Le Petit Violon De Mr Grégoire

Artist: Mona Lisa
Label: Crypto
Catalog#: ZAC 6402
Format: Vinyl
Country: France
Released: 1976
A1 Le Chant Des Glaces 4:30
A2 Allons Z'Enfants 6:15
A3 Le Publiphobe 2:27
A4 Solaris 2:50
B1 La Folie 5:37
B2 De Toute Ma Haine 5:56
B3 Plus Loin Vers Le Ciel 9:00

Bass, Vocals – Jean-Luc Martin
Drums, Percussion, Vocals – Francis Poulet
Electric Guitar, Acoustic Guitar – Pascal Jardon
Lead Vocals, Flute, Synthesizer – Dominique Le Guennec
Piano, Organ, Synthesizer – Jean-Paul Pierson
Producer – Jean-Claude Pognant

Strawberry Bricks Entry: 
Mona Lisa came from Orléans, France, and followed in the footsteps of countrymate Ange with their so-called "rock theatre:" a uniquely French style of progressive rock inspired by Genesis. A debut album L'Escapade, produced by Ange guitarist Jean-Michel Brézovar, was released by the Arcane label in 1974; but the following year's Grimaces showed progress. By their third album, the band had coalesced into a lineup of guitarist Pascal Jardon, keyboardist Jean-Paul Pierson, bassist Jean-Luc Martin, drummer Francis Poulet and vocalist Dominique Le Guennec. Le Petit Violon De Mr Grégoire saw release on Jean-Claude Pognant's Crypto label in 1976, and is generally regarded as not only the band's masterpiece, but also one of the premier examples of rock progressif. "Le Chant des Glaces" is propelled by a sturdy bass and blistering lead guitar, while the following "Allons Z'enfants" offers a more typically French symphonic vocal number, with Le Guennec's powerful voice to the fore.
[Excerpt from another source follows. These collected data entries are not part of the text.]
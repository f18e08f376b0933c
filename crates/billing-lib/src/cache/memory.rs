//! In-memory cost cache

use super::{CachedCostEntry, CostCacheStore};
use async_trait::async_trait;
use dashmap::DashMap;
use std::time::Duration;
use tokio::time::Instant;

struct Slot {
    entry: CachedCostEntry,
    expires_at: Instant,
}

/// `DashMap`-backed cache; expiry is checked lazily on read
#[derive(Default)]
pub struct InMemoryCostCache {
    entries: DashMap<String, Slot>,
}

impl InMemoryCostCache {
    pub fn new() -> Self {
        Self::default()
    }
}

#[async_trait]
impl CostCacheStore for InMemoryCostCache {
    async fn get(&self, key: &str) -> anyhow::Result<Option<CachedCostEntry>> {
        let now = Instant::now();
        match self.entries.get(key) {
            None => return Ok(None),
            Some(slot) if slot.expires_at > now => return Ok(Some(slot.entry.clone())),
            Some(_) => {}
        }
        // the read guard is released before touching the shard again
        self.entries.remove_if(key, |_, slot| slot.expires_at <= now);
        Ok(None)
    }

    async fn put(&self, key: &str, entry: CachedCostEntry, ttl: Duration) -> anyhow::Result<()> {
        let expires_at = Instant::now()
            .checked_add(ttl)
            .ok_or_else(|| anyhow::anyhow!("ttl {ttl:?} is out of range"))?;
        self.entries
            .insert(key.to_string(), Slot { entry, expires_at });
        Ok(())
    }

    async fn remove(&self, key: &str) -> anyhow::Result<bool> {
        Ok(self.entries.remove(key).is_some())
    }

    fn purge_expired(&self) -> usize {
        let now = Instant::now();
        let mut removed = 0;
        self.entries.retain(|_, slot| {
            let keep = slot.expires_at > now;
            if !keep {
                removed += 1;
            }
            keep
        });
        removed
    }

    fn len(&self) -> usize {
        self.entries.len()
    }
}

#[cfg(test)]
mod tests {
    use super::*;
    use crate::models::ResourceMetricsSnapshot;
    use chrono::Utc;
    use std::collections::BTreeMap;

    fn entry(workload: &str) -> CachedCostEntry {
        CachedCostEntry {
            workload_id: workload.to_string(),
            tenant_id: "acme".to_string(),
            costs: BTreeMap::new(),
            metrics_used: ResourceMetricsSnapshot::default(),
            captured_at: Utc::now(),
            expires_at: None,
            degradations: vec![],
        }
    }

    #[tokio::test(start_paused = true)]
    async fn test_entry_expires_lazily() {
        let cache = InMemoryCostCache::new();
        cache.put("k", entry("a"), Duration::from_secs(120)).await.unwrap();

        tokio::time::advance(Duration::from_secs(119)).await;
        assert!(cache.get("k").await.unwrap().is_some());

        tokio::time::advance(Duration::from_secs(2)).await;
        assert_eq!(cache.len(), 1);
        assert!(cache.get("k").await.unwrap().is_none());
        assert_eq!(cache.len(), 0);
    }

    #[tokio::test(start_paused = true)]
    async fn test_last_writer_wins() {
        let cache = InMemoryCostCache::new();
        cache.put("k", entry("first"), Duration::from_secs(10)).await.unwrap();
        cache.put("k", entry("second"), Duration::from_secs(10)).await.unwrap();

        let got = cache.get("k").await.unwrap().unwrap();
        assert_eq!(got.workload_id, "second");
    }

    #[tokio::test(start_paused = true)]
    async fn test_purge_and_remove() {
        let cache = InMemoryCostCache::new();
        cache.put("short", entry("a"), Duration::from_secs(1)).await.unwrap();
        cache.put("long", entry("b"), Duration::from_secs(100)).await.unwrap();

        tokio::time::advance(Duration::from_secs(5)).await;
        assert_eq!(cache.purge_expired(), 1);
        assert_eq!(cache.purge_expired(), 0);
        assert_eq!(cache.len(), 1);
        assert!(cache.remove("long").await.unwrap());
        assert!(!cache.remove("long").await.unwrap());
        assert!(cache.is_empty());
    }
}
Jardon's guitar has a heavy tone similar to Steve Hackett's, but the arrangements here are fresh as well as accomplished. The second side presents the dark, dramatic title suite in three parts. "La folie" ("Madness") opens with organ and spoken word, then quickly unfolds to a brisk tempo, punctuated by Pierson's synth. "De toute ma haine" ("Of all my hatred") follows, expertly and spiritedly spinning together disparate musical chunks. "Plus loin vers la Ciel" ("Further near Heaven") continues, highlighting the bracing, marching tempo of the band's compositions. Though perhaps appearing late in the game, the album is one of the finest in the French canon. A final (and again, excellent) album with Le Guennec, Avant Qu'il Ne Soit Trop Tard, appeared in 1977. However, disillusioned with the band's lack of commercial success, Le Guennec departed. A final album with Poulet (successfully) performing vocals appeared in 1979.